> **Task instructions**: For each line of the data that includes the word "reason", copy the line.

> **Supplied entries**:
//! Picks the casting archetype from the collected answers.
//!
//! The text model is asked for a small JSON object. Anything that goes wrong
//! (transport, garbage output, a label outside the roster) is handled by an
//! explicit [`FallbackPolicy`], so [`VerdictResolver::resolve`] always yields a
//! label from the catalog.

use std::sync::{Arc, LazyLock};

use async_trait::async_trait;
use rand::{Rng, RngExt};
use regex::Regex;
use serde::{Deserialize, Serialize};
use tracing::{debug, warn};

use crate::catalog::Catalog;

/// The resolved outcome of a session.
#[derive(Clone, Debug, Eq, PartialEq, Serialize, Deserialize)]
pub struct Verdict {
    /// Archetype label, always one of the catalog labels.
    pub label: String,
    /// Short justification shown to the user.
    pub reason: String,
}

/// Errors from asking the text model for a verdict.
#[derive(Debug)]
pub enum VerdictError {
    /// The request never got a response.
    Transport(String),
    /// The API answered with a non-success status.
    Api {
        /// HTTP status code.
        status: u16,
        /// Response body, for the logs.
        body: String,
    },
    /// The reply didn't contain the expected JSON.
    Malformed(String),
    /// The reply named an archetype that isn't in the catalog.
    UnknownLabel(String),
}

impl std::fmt::Display for VerdictError {
    fn fmt(&self, f: &mut std::fmt::Formatter<'_>) -> std::fmt::Result {
        match self {
            Self::Transport(err) => write!(f, "Text generation request failed: {err}"),
            Self::Api { status, body } => {
                write!(f, "Text generation API returned {status}: {body}")
            }
            Self::Malformed(err) => write!(f, "Text generation reply was malformed: {err}"),
            Self::UnknownLabel(label) => write!(f, "Text generation picked unknown archetype {label:?}"),
        }
    }
}

impl std::error::Error for VerdictError {}

/// A text-generation backend: one prompt in, free text out.
#[async_trait]
pub trait TextGenerator: Send + Sync {
    /// Sends `prompt` and returns the raw reply text.
    async fn generate(&self, prompt: &str) -> Result<String, VerdictError>;
}

/// What to return when the text model can't be used.
#[derive(Clone, Copy, Debug, Default, Eq, PartialEq, clap::ValueEnum)]
pub enum FallbackPolicy {
    /// Always the catalog's fallback label.
    #[default]
    Fixed,
    /// A uniformly random catalog label.
    Random,
}

impl FallbackPolicy {
    /// Builds the fallback verdict. The reason is always the catalog's
    /// generic fallback sentence.
    pub fn verdict<R: Rng + ?Sized>(self, catalog: &Catalog, rng: &mut R) -> Verdict {
        let label = match self {
            Self::Fixed => catalog.fallback.label.clone(),
            Self::Random => {
                let index = rng.random_range(0..catalog.archetypes.len());
                catalog
                    .archetypes
                    .get(index)
                    .map(|archetype| archetype.label.clone())
                    .unwrap_or_else(|| catalog.fallback.label.clone())
            }
        };
        Verdict {
            label,
            reason: catalog.fallback.reason.clone(),
        }
    }
}

#[allow(clippy::expect_used)] // literal pattern
static CODE_FENCE: LazyLock<Regex> = LazyLock::new(|| {
    Regex::new(r"(?s)```[A-Za-z]*[ \t]*\r?\n?(.*?)```").expect("code fence pattern")
});

/// Removes Markdown code-fence markup around a reply, if any.
pub fn strip_code_fences(text: &str) -> &str {
    match CODE_FENCE.captures(text).and_then(|captures| captures.get(1)) {
        Some(inner) => inner.as_str().trim(),
        None => text.trim(),
    }
}

/// Builds the instruction sent to the text model.
pub fn build_prompt(tags: &[String], labels: &[&str]) -> String {
    let traits = if tags.is_empty() {
        "(none)".to_string()
    } else {
        tags.join(", ")
    };
    let roster = labels
        .iter()
        .map(|label| format!("\"{label}\""))
        .collect::<Vec<_>>()
        .join(", ");
    format!(
        "You are a Hollywood casting director. The user picked these traits, in order: {traits}.\n\
         Match them to exactly one archetype from this list: {roster}.\n\
         Reply with JSON only: {{\"archetype\": \"<one label from the list>\", \"reason\": \"<one short sentence>\"}}"
    )
}

#[derive(Deserialize)]
struct RawVerdict {
    archetype: String,
    #[serde(default)]
    reason: String,
}

/// Parses a model reply into a verdict with a canonical catalog label.
pub fn parse_verdict(text: &str, catalog: &Catalog) -> Result<Verdict, VerdictError> {
    let body = strip_code_fences(text);
    let raw: RawVerdict = match serde_json::from_str(body) {
        Ok(raw) => raw,
        // Models sometimes wrap the object in prose.
        Err(err) => match (body.find('{'), body.rfind('}')) {
            (Some(start), Some(end)) if start < end => serde_json::from_str(&body[start..=end])
                .map_err(|_| VerdictError::Malformed(err.to_string()))?,
            _ => return Err(VerdictError::Malformed(err.to_string())),
        },
    };

    let archetype = catalog
        .find_archetype(&raw.archetype)
        .ok_or_else(|| VerdictError::UnknownLabel(raw.archetype.clone()))?;
    let reason = raw.reason.trim();
    if reason.is_empty() {
        return Err(VerdictError::Malformed("empty reason".to_string()));
    }
    Ok(Verdict {
        label: archetype.label.clone(),
        reason: reason.to_string(),
    })
}

/// Turns answers into a verdict via a [`TextGenerator`] plus a fallback.
#[derive(Clone)]
pub struct VerdictResolver {
    generator: Arc<dyn TextGenerator>,
    catalog: Arc<Catalog>,
    policy: FallbackPolicy,
}

impl VerdictResolver {
    /// Creates a resolver.
    pub fn new(
        generator: Arc<dyn TextGenerator>,
        catalog: Arc<Catalog>,
        policy: FallbackPolicy,
    ) -> Self {
        Self {
            generator,
            catalog,
            policy,
        }
    }

    /// Asks the model once, without any fallback.
    pub async fn try_resolve(&self, tags: &[String]) -> Result<Verdict, VerdictError> {
        let prompt = build_prompt(tags, &self.catalog.labels());
        debug!("Verdict prompt: {}", prompt);
        let reply = self.generator.generate(&prompt).await?;
        debug!("Verdict reply: {}", reply);
        parse_verdict(&reply, &self.catalog)
    }

    /// Asks the model once and falls back on any failure.
    pub async fn resolve(&self, tags: &[String]) -> Verdict {
        match self.try_resolve(tags).await {
            Ok(verdict) => verdict,
            Err(err) => {
                warn!("Falling back to {:?} verdict: {}", self.policy, err);
                self.policy.verdict(&self.catalog, &mut rand::rng())
            }
        }
    }
}
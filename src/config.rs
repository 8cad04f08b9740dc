//! Config handling

use tracing::log::LevelFilter;

use crate::catalog::CatalogError;
use crate::flow::FlowError;

/// Sets up logging based on the debug flag
pub fn setup_logging(debug: bool) -> Result<(), Box<std::io::Error>> {
    let level = if debug {
        LevelFilter::Debug
    } else {
        LevelFilter::Info
    };

    let mut logger = simple_logger::SimpleLogger::new().with_level(level);
    if !debug {
        logger = logger
            .with_module_level("tracing", LevelFilter::Warn)
            .with_module_level("rustls", LevelFilter::Info)
            .with_module_level("reqwest", LevelFilter::Info)
            .with_module_level("hyper_util", LevelFilter::Info)
            .with_module_level("tower_sessions", LevelFilter::Info)
            .with_module_level("h2", LevelFilter::Info);
    }
    logger.init().map_err(|err| {
        eprintln!("Failed to initialize logger: {}", err);
        Box::new(std::io::Error::other(err))
    })
}

/// Startup failures; all of them are fatal.
#[derive(Debug)]
pub enum ConfigError {
    /// A required API credential is missing or blank.
    MissingCredential(&'static str),
    /// The catalog couldn't be loaded.
    Catalog(CatalogError),
    /// The ballot settings don't fit the catalog.
    Ballot(FlowError),
    /// Poll interval or timeout is zero.
    InvalidPollSettings,
    /// The HTTP client couldn't be built.
    HttpClient(String),
}

impl std::fmt::Display for ConfigError {
    fn fmt(&self, f: &mut std::fmt::Formatter<'_>) -> std::fmt::Result {
        match self {
            Self::MissingCredential(name) => write!(f, "{name} is missing; set it in the environment"),
            Self::Catalog(err) => write!(f, "{err}"),
            Self::Ballot(err) => write!(f, "{err}"),
            Self::InvalidPollSettings => {
                write!(f, "Poll interval and timeout must both be greater than zero")
            }
            Self::HttpClient(err) => write!(f, "Failed to build HTTP client: {err}"),
        }
    }
}

impl std::error::Error for ConfigError {}

impl From<CatalogError> for ConfigError {
    fn from(err: CatalogError) -> Self {
        Self::Catalog(err)
    }
}

impl From<FlowError> for ConfigError {
    fn from(err: FlowError) -> Self {
        Self::Ballot(err)
    }
}

/// The two API secrets.
#[derive(Clone)]
pub struct Credentials {
    /// Gemini API key.
    pub google_api_key: String,
    /// Replicate API token.
    pub replicate_api_token: String,
}

impl std::fmt::Debug for Credentials {
    fn fmt(&self, f: &mut std::fmt::Formatter<'_>) -> std::fmt::Result {
        f.debug_struct("Credentials").finish_non_exhaustive()
    }
}

impl Credentials {
    /// Both secrets must be present and non-blank.
    pub fn new(
        google_api_key: Option<&str>,
        replicate_api_token: Option<&str>,
    ) -> Result<Self, ConfigError> {
        let google_api_key = non_blank(google_api_key).ok_or(ConfigError::MissingCredential("GOOGLE_KEY"))?;
        let replicate_api_token = non_blank(replicate_api_token)
            .ok_or(ConfigError::MissingCredential("REPLICATE_API_TOKEN"))?;
        Ok(Self {
            google_api_key,
            replicate_api_token,
        })
    }
}

fn non_blank(value: Option<&str>) -> Option<String> {
    value
        .map(str::trim)
        .filter(|value| !value.is_empty())
        .map(str::to_string)
}
//! Time source for the poster poll loop.

use std::sync::{Mutex, PoisonError};
use std::time::{Duration, Instant};

use async_trait::async_trait;

/// Something that can tell the time and wait.
#[async_trait]
pub trait Clock: Send + Sync {
    /// The current instant.
    fn now(&self) -> Instant;
    /// Waits for `duration`.
    async fn sleep(&self, duration: Duration);
}

/// Wall-clock time backed by the tokio timer.
#[derive(Clone, Copy, Debug, Default)]
pub struct TokioClock;

#[async_trait]
impl Clock for TokioClock {
    fn now(&self) -> Instant {
        Instant::now()
    }

    async fn sleep(&self, duration: Duration) {
        tokio::time::sleep(duration).await;
    }
}

/// A clock that only moves when slept on. Sleeping returns immediately.
#[derive(Debug)]
pub struct ManualClock {
    start: Instant,
    state: Mutex<ManualState>,
}

#[derive(Debug, Default)]
struct ManualState {
    elapsed: Duration,
    sleeps: usize,
}

impl ManualClock {
    /// A clock starting at zero elapsed time.
    pub fn new() -> Self {
        Self {
            start: Instant::now(),
            state: Mutex::new(ManualState::default()),
        }
    }

    /// Total simulated time slept.
    pub fn elapsed(&self) -> Duration {
        self.state
            .lock()
            .unwrap_or_else(PoisonError::into_inner)
            .elapsed
    }

    /// How many times `sleep` was called.
    pub fn sleeps(&self) -> usize {
        self.state
            .lock()
            .unwrap_or_else(PoisonError::into_inner)
            .sleeps
    }
}

impl Default for ManualClock {
    fn default() -> Self {
        Self::new()
    }
}

#[async_trait]
impl Clock for ManualClock {
    fn now(&self) -> Instant {
        self.start + self.elapsed()
    }

    async fn sleep(&self, duration: Duration) {
        let mut state = self.state.lock().unwrap_or_else(PoisonError::into_inner);
        state.elapsed += duration;
        state.sleeps += 1;
    }
}
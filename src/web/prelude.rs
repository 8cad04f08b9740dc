pub(crate) use super::AppState;
pub(crate) use super::flash::{self, Notice};
pub(crate) use super::{csrf, store};
pub(crate) use crate::error::CastingError;
pub(crate) use crate::flow::{Action, Stage, reduce};
pub(crate) use askama::Template;
pub(crate) use askama_web::WebTemplate;
pub(crate) use axum::extract::{Form, Multipart, State};
pub(crate) use axum::response::{IntoResponse, Redirect, Response};
pub(crate) use serde::Deserialize;
pub(crate) use tower_sessions::Session;
pub(crate) use tracing::{debug, info, warn};
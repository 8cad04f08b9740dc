//! Replicate predictions API client.

use async_trait::async_trait;
use serde::Deserialize;
use serde_json::{Value, json};
use tracing::{debug, info};
use url::Url;

use crate::constants::{PHOTOMAKER_STEPS, PHOTOMAKER_STYLE, PHOTOMAKER_TRIGGER};
use crate::poster::PosterError;

/// Where a remote job stands.
#[derive(Clone, Copy, Debug, Eq, PartialEq)]
pub enum PredictionStatus {
    /// Queued or running.
    Pending,
    /// Finished with output.
    Succeeded,
    /// Finished with an error.
    Failed,
    /// Stopped before finishing.
    Canceled,
}

impl PredictionStatus {
    /// Maps Replicate's status strings; unknown values count as pending.
    pub fn from_remote(status: &str) -> Self {
        match status.trim().to_ascii_lowercase().as_str() {
            "succeeded" => Self::Succeeded,
            "failed" => Self::Failed,
            "canceled" | "cancelled" => Self::Canceled,
            _ => Self::Pending,
        }
    }

    /// True once the job won't change any more.
    pub fn is_terminal(self) -> bool {
        !matches!(self, Self::Pending)
    }
}

/// A handle to one image-generation job.
#[derive(Clone, Debug, PartialEq)]
pub struct Prediction {
    /// Remote job id.
    pub id: String,
    /// Current status.
    pub status: PredictionStatus,
    /// Output, present once succeeded.
    pub output: Option<Value>,
    /// Remote error text, if any.
    pub error: Option<String>,
}

#[derive(Debug, Deserialize)]
struct RawPrediction {
    id: String,
    status: String,
    #[serde(default)]
    output: Option<Value>,
    #[serde(default)]
    error: Option<Value>,
}

impl From<RawPrediction> for Prediction {
    fn from(raw: RawPrediction) -> Self {
        let error = match raw.error {
            None | Some(Value::Null) => None,
            Some(Value::String(message)) => Some(message),
            Some(other) => Some(other.to_string()),
        };
        Self {
            id: raw.id,
            status: PredictionStatus::from_remote(&raw.status),
            output: raw.output.filter(|output| !output.is_null()),
            error,
        }
    }
}

/// Model inputs for one poster.
///
/// How these are named on the wire depends on the model; see [`InputSchema`].
#[derive(Clone, Debug, PartialEq)]
pub struct PosterInput {
    /// The photo as a data URI.
    pub image: String,
    /// The noun the prompt uses for the person in the photo.
    pub subject: String,
    /// Positive prompt.
    pub prompt: String,
    /// Negative prompt.
    pub negative_prompt: String,
    /// How far the output may stray from the photo.
    pub strength: f32,
    /// Classifier-free guidance scale.
    pub guidance_scale: f32,
    /// Output aspect ratio, e.g. `2:3`.
    pub aspect_ratio: String,
}

/// The input names a model expects.
#[derive(Clone, Copy, Debug, Eq, PartialEq)]
pub enum InputSchema {
    /// `tencentarc/photomaker`: `input_image`, style presets, and the
    /// trigger word right after the subject in the prompt.
    PhotoMaker,
    /// `image`, `strength` and `aspect_ratio`, as image-to-image models take them.
    ImageToImage,
}

impl InputSchema {
    /// Picks the schema from a model reference.
    pub fn for_model(model: &str) -> Self {
        if model.to_ascii_lowercase().contains("photomaker") {
            Self::PhotoMaker
        } else {
            Self::ImageToImage
        }
    }

    /// The `input` object for a create request.
    pub fn render(self, input: &PosterInput) -> Value {
        match self {
            Self::PhotoMaker => json!({
                "input_image": input.image,
                "prompt": with_trigger_word(&input.prompt, &input.subject),
                "negative_prompt": input.negative_prompt,
                "guidance_scale": input.guidance_scale,
                "num_steps": PHOTOMAKER_STEPS,
                "style_name": PHOTOMAKER_STYLE,
            }),
            Self::ImageToImage => json!({
                "image": input.image,
                "prompt": input.prompt,
                "negative_prompt": input.negative_prompt,
                "strength": input.strength,
                "guidance_scale": input.guidance_scale,
                "aspect_ratio": input.aspect_ratio,
            }),
        }
    }
}

/// Puts the trigger word after the first mention of `subject`.
fn with_trigger_word(prompt: &str, subject: &str) -> String {
    if prompt
        .split(|ch: char| !ch.is_ascii_alphanumeric())
        .any(|word| word == PHOTOMAKER_TRIGGER)
    {
        return prompt.to_string();
    }
    let needle = format!(" {subject} ");
    match prompt.find(&needle) {
        Some(at) if !subject.is_empty() => {
            let split = at + needle.len() - 1;
            format!("{} {}{}", &prompt[..split], PHOTOMAKER_TRIGGER, &prompt[split..])
        }
        _ => format!("{prompt}, {PHOTOMAKER_TRIGGER}"),
    }
}

/// Starts and inspects image-generation jobs.
#[async_trait]
pub trait PredictionApi: Send + Sync {
    /// Submits a new job.
    async fn create(&self, input: &PosterInput) -> Result<Prediction, PosterError>;
    /// Reloads a job by id.
    async fn get(&self, id: &str) -> Result<Prediction, PosterError>;
}

/// Which model a job runs on.
#[derive(Clone, Debug, Eq, PartialEq)]
pub enum ModelRef {
    /// A pinned version hash, from `owner/name:hash` or a bare hash.
    Version(String),
    /// An official model addressed by `owner/name`.
    Named(String),
}

impl ModelRef {
    /// Parses a model reference.
    pub fn parse(model: &str) -> Self {
        let model = model.trim();
        match model.rsplit_once(':') {
            Some((_, version)) => Self::Version(version.to_string()),
            None if model.contains('/') => Self::Named(model.to_string()),
            None => Self::Version(model.to_string()),
        }
    }
}

/// Talks to the Replicate REST API.
#[derive(Clone, Debug)]
pub struct ReplicateClient {
    http: reqwest::Client,
    api_token: String,
    model: ModelRef,
    schema: InputSchema,
    base_url: Url,
}

impl ReplicateClient {
    /// Creates a client for `model` rooted at `base_url`.
    pub fn new(http: reqwest::Client, api_token: &str, model: &str, base_url: Url) -> Self {
        Self {
            http,
            api_token: api_token.to_string(),
            model: ModelRef::parse(model),
            schema: InputSchema::for_model(model),
            base_url,
        }
    }

    fn base(&self) -> &str {
        self.base_url.as_str().trim_end_matches('/')
    }

    fn create_body(&self, input: &PosterInput) -> Value {
        let mut body = json!({ "input": self.schema.render(input) });
        if let ModelRef::Version(version) = &self.model {
            body["version"] = Value::String(version.clone());
        }
        body
    }

    fn create_endpoint(&self) -> String {
        match &self.model {
            ModelRef::Version(_) => format!("{}/predictions", self.base()),
            ModelRef::Named(name) => format!("{}/models/{}/predictions", self.base(), name),
        }
    }

    async fn read_prediction(
        &self,
        response: reqwest::Response,
    ) -> Result<Prediction, PosterError> {
        let status = response.status();
        let bytes = response
            .bytes()
            .await
            .map_err(|err| PosterError::Transport(err.to_string()))?;
        if !status.is_success() {
            return Err(PosterError::Api {
                status: status.as_u16(),
                body: String::from_utf8_lossy(&bytes).to_string(),
            });
        }
        let raw: RawPrediction = serde_json::from_slice(&bytes)
            .map_err(|err| PosterError::MalformedOutput(err.to_string()))?;
        Ok(raw.into())
    }
}

#[async_trait]
impl PredictionApi for ReplicateClient {
    async fn create(&self, input: &PosterInput) -> Result<Prediction, PosterError> {
        let endpoint = self.create_endpoint();
        info!("Submitting poster job to {}", endpoint);
        let response = self
            .http
            .post(&endpoint)
            .bearer_auth(&self.api_token)
            .json(&self.create_body(input))
            .send()
            .await
            .map_err(|err| PosterError::Transport(err.to_string()))?;
        let prediction = self.read_prediction(response).await?;
        debug!("Created prediction {} ({:?})", prediction.id, prediction.status);
        Ok(prediction)
    }

    async fn get(&self, id: &str) -> Result<Prediction, PosterError> {
        let response = self
            .http
            .get(format!("{}/predictions/{}", self.base(), id))
            .bearer_auth(&self.api_token)
            .send()
            .await
            .map_err(|err| PosterError::Transport(err.to_string()))?;
        self.read_prediction(response).await
    }
}
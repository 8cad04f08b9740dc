//! Loads and saves the casting state in the cookie session.

use tower_sessions::Session;

use crate::error::CastingError;
use crate::flow::CastingSession;

const CASTING_SESSION_KEY: &str = "casting.session";

pub(crate) async fn load(session: &Session) -> Result<CastingSession, CastingError> {
    Ok(session
        .get::<CastingSession>(CASTING_SESSION_KEY)
        .await?
        .unwrap_or_default())
}

pub(crate) async fn save(session: &Session, casting: &CastingSession) -> Result<(), CastingError> {
    session.insert(CASTING_SESSION_KEY, casting).await?;
    Ok(())
}

/// Drops the request's cached copy and reads the store again, picking up
/// writes made by other requests in the meantime.
pub(crate) async fn reload(session: &Session) -> Result<CastingSession, CastingError> {
    session.load().await?;
    load(session).await
}
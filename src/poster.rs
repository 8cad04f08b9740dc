//! Turns a headshot and an archetype into a poster URL.

use std::str::FromStr;
use std::sync::Arc;
use std::time::Duration;

use serde::{Deserialize, Serialize};
use serde_json::Value;
use tracing::{debug, info, warn};

use crate::catalog::Archetype;
use crate::clock::Clock;
use crate::constants::{
    ASPECT_RATIO, DEFAULT_POLL_INTERVAL_SECS, DEFAULT_POLL_TIMEOUT_SECS, GUIDANCE_SCALE,
    NEGATIVE_PROMPT, PROMPT_STRENGTH,
};
use crate::photo::{JpegPhoto, PhotoError};
use crate::replicate::{Prediction, PredictionApi, PredictionStatus, PosterInput};

/// How the subject should be described in the prompt.
#[derive(Clone, Copy, Debug, Default, Eq, PartialEq, Serialize, Deserialize, clap::ValueEnum)]
#[serde(rename_all = "lowercase")]
pub enum Presentation {
    /// "actor"
    #[default]
    Actor,
    /// "actress"
    Actress,
}

impl Presentation {
    /// The noun used in the prompt.
    pub fn noun(self) -> &'static str {
        match self {
            Self::Actor => "actor",
            Self::Actress => "actress",
        }
    }
}

impl FromStr for Presentation {
    type Err = String;

    fn from_str(value: &str) -> Result<Self, Self::Err> {
        match value.trim().to_ascii_lowercase().as_str() {
            "actor" => Ok(Self::Actor),
            "actress" => Ok(Self::Actress),
            other => Err(format!("unknown presentation {other:?}")),
        }
    }
}

/// Why no poster came back.
#[derive(Debug)]
pub enum PosterError {
    /// The upload isn't a usable photo.
    InvalidPhoto(PhotoError),
    /// The request never got a response.
    Transport(String),
    /// The API answered with a non-success status.
    Api {
        /// HTTP status code.
        status: u16,
        /// Response body, for the logs.
        body: String,
    },
    /// The job finished with an error.
    Failed(String),
    /// The job was canceled remotely.
    Canceled,
    /// The job was still pending when the time budget ran out.
    TimedOut(Duration),
    /// The job succeeded but its output wasn't an image reference.
    MalformedOutput(String),
}

impl std::fmt::Display for PosterError {
    fn fmt(&self, f: &mut std::fmt::Formatter<'_>) -> std::fmt::Result {
        match self {
            Self::InvalidPhoto(err) => write!(f, "{err}"),
            Self::Transport(err) => write!(f, "Image generation request failed: {err}"),
            Self::Api { status, body } => {
                write!(f, "Image generation API returned {status}: {body}")
            }
            Self::Failed(err) => write!(f, "Image generation failed: {err}"),
            Self::Canceled => write!(f, "Image generation was canceled"),
            Self::TimedOut(after) => {
                write!(f, "Image generation timed out after {}s", after.as_secs())
            }
            Self::MalformedOutput(err) => write!(f, "Image generation output was malformed: {err}"),
        }
    }
}

impl std::error::Error for PosterError {}

impl From<PhotoError> for PosterError {
    fn from(err: PhotoError) -> Self {
        Self::InvalidPhoto(err)
    }
}

/// Poll cadence and time budget.
#[derive(Clone, Copy, Debug, Eq, PartialEq)]
pub struct PollSettings {
    /// Wait between status checks.
    pub interval: Duration,
    /// Give up after this long.
    pub timeout: Duration,
}

impl Default for PollSettings {
    fn default() -> Self {
        Self {
            interval: Duration::from_secs(DEFAULT_POLL_INTERVAL_SECS),
            timeout: Duration::from_secs(DEFAULT_POLL_TIMEOUT_SECS),
        }
    }
}

/// The positive prompt for a subject and style.
pub fn build_prompt(presentation: Presentation, style: &str) -> String {
    format!(
        "A photo of an {} as a {}, cinematic movie poster, high quality",
        presentation.noun(),
        style.trim().trim_end_matches('.')
    )
}

/// The first URL of a list output, or the scalar output itself.
pub fn extract_output(output: &Value) -> Option<String> {
    let first = match output {
        Value::Array(items) => items.first()?,
        other => other,
    };
    match first {
        Value::String(url) if !url.trim().is_empty() => Some(url.trim().to_string()),
        _ => None,
    }
}

/// Polls `prediction` until it reaches a terminal state or the budget runs out.
///
/// Both the sleeps and the status checks are raced against the remaining
/// budget, so this returns no later than `settings.timeout`.
pub async fn await_prediction(
    api: &dyn PredictionApi,
    clock: &dyn Clock,
    prediction: Prediction,
    settings: PollSettings,
) -> Result<Prediction, PosterError> {
    let started = clock.now();
    let mut prediction = prediction;
    loop {
        match prediction.status {
            PredictionStatus::Succeeded => return Ok(prediction),
            PredictionStatus::Failed => {
                return Err(PosterError::Failed(
                    prediction
                        .error
                        .unwrap_or_else(|| "no error detail".to_string()),
                ));
            }
            PredictionStatus::Canceled => return Err(PosterError::Canceled),
            PredictionStatus::Pending => {}
        }

        let elapsed = clock.now().saturating_duration_since(started);
        if elapsed >= settings.timeout {
            warn!(
                "Prediction {} still pending after {}s",
                prediction.id,
                elapsed.as_secs()
            );
            return Err(PosterError::TimedOut(settings.timeout));
        }
        clock
            .sleep(settings.interval.min(settings.timeout - elapsed))
            .await;

        let remaining = settings
            .timeout
            .saturating_sub(clock.now().saturating_duration_since(started));
        let id = prediction.id.clone();
        prediction = tokio::select! {
            biased;
            checked = api.get(&id) => checked?,
            () = clock.sleep(remaining) => {
                warn!("Status check for prediction {} outlived the time budget", id);
                return Err(PosterError::TimedOut(settings.timeout));
            }
        };
        debug!("Prediction {} is {:?}", prediction.id, prediction.status);
    }
}

/// Submits poster jobs and waits for them.
#[derive(Clone)]
pub struct PosterGenerator {
    api: Arc<dyn PredictionApi>,
    clock: Arc<dyn Clock>,
    settings: PollSettings,
}

impl PosterGenerator {
    /// Creates a generator.
    pub fn new(api: Arc<dyn PredictionApi>, clock: Arc<dyn Clock>, settings: PollSettings) -> Self {
        Self {
            api,
            clock,
            settings,
        }
    }

    /// Checks and normalizes an upload before anything is sent upstream.
    pub fn prepare(upload: &[u8]) -> Result<JpegPhoto, PosterError> {
        Ok(JpegPhoto::from_upload(upload)?)
    }

    /// Builds the model inputs for a photo.
    pub fn input_for(
        photo: &JpegPhoto,
        archetype: &Archetype,
        presentation: Presentation,
    ) -> PosterInput {
        PosterInput {
            image: photo.data_uri(),
            subject: presentation.noun().to_string(),
            prompt: build_prompt(presentation, &archetype.style),
            negative_prompt: NEGATIVE_PROMPT.to_string(),
            strength: PROMPT_STRENGTH,
            guidance_scale: GUIDANCE_SCALE,
            aspect_ratio: ASPECT_RATIO.to_string(),
        }
    }

    /// Generates a poster and returns its URL.
    pub async fn generate(
        &self,
        photo: &JpegPhoto,
        archetype: &Archetype,
        presentation: Presentation,
    ) -> Result<String, PosterError> {
        let input = Self::input_for(photo, archetype, presentation);
        let prediction = self.api.create(&input).await?;
        info!(
            "Poster job {} started for {}",
            prediction.id, archetype.label
        );
        let finished = await_prediction(
            self.api.as_ref(),
            self.clock.as_ref(),
            prediction,
            self.settings,
        )
        .await?;

        let output = finished
            .output
            .as_ref()
            .ok_or_else(|| PosterError::MalformedOutput("succeeded without output".to_string()))?;
        extract_output(output)
            .ok_or_else(|| PosterError::MalformedOutput(format!("unexpected output {output}")))
    }
}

> **Response area**:
    pub reason: String,
    /// Builds the fallback verdict. The reason is always the catalog's
            reason: catalog.fallback.reason.clone(),
         Reply with JSON only: {{\"archetype\": \"<one label from the list>\", \"reason\": \"<one short sentence>\"}}"
    reason: String,
    let reason = raw.reason.trim();
    if reason.is_empty() {
        return Err(VerdictError::Malformed("empty reason".to_string()));
        reason: reason.to_string(),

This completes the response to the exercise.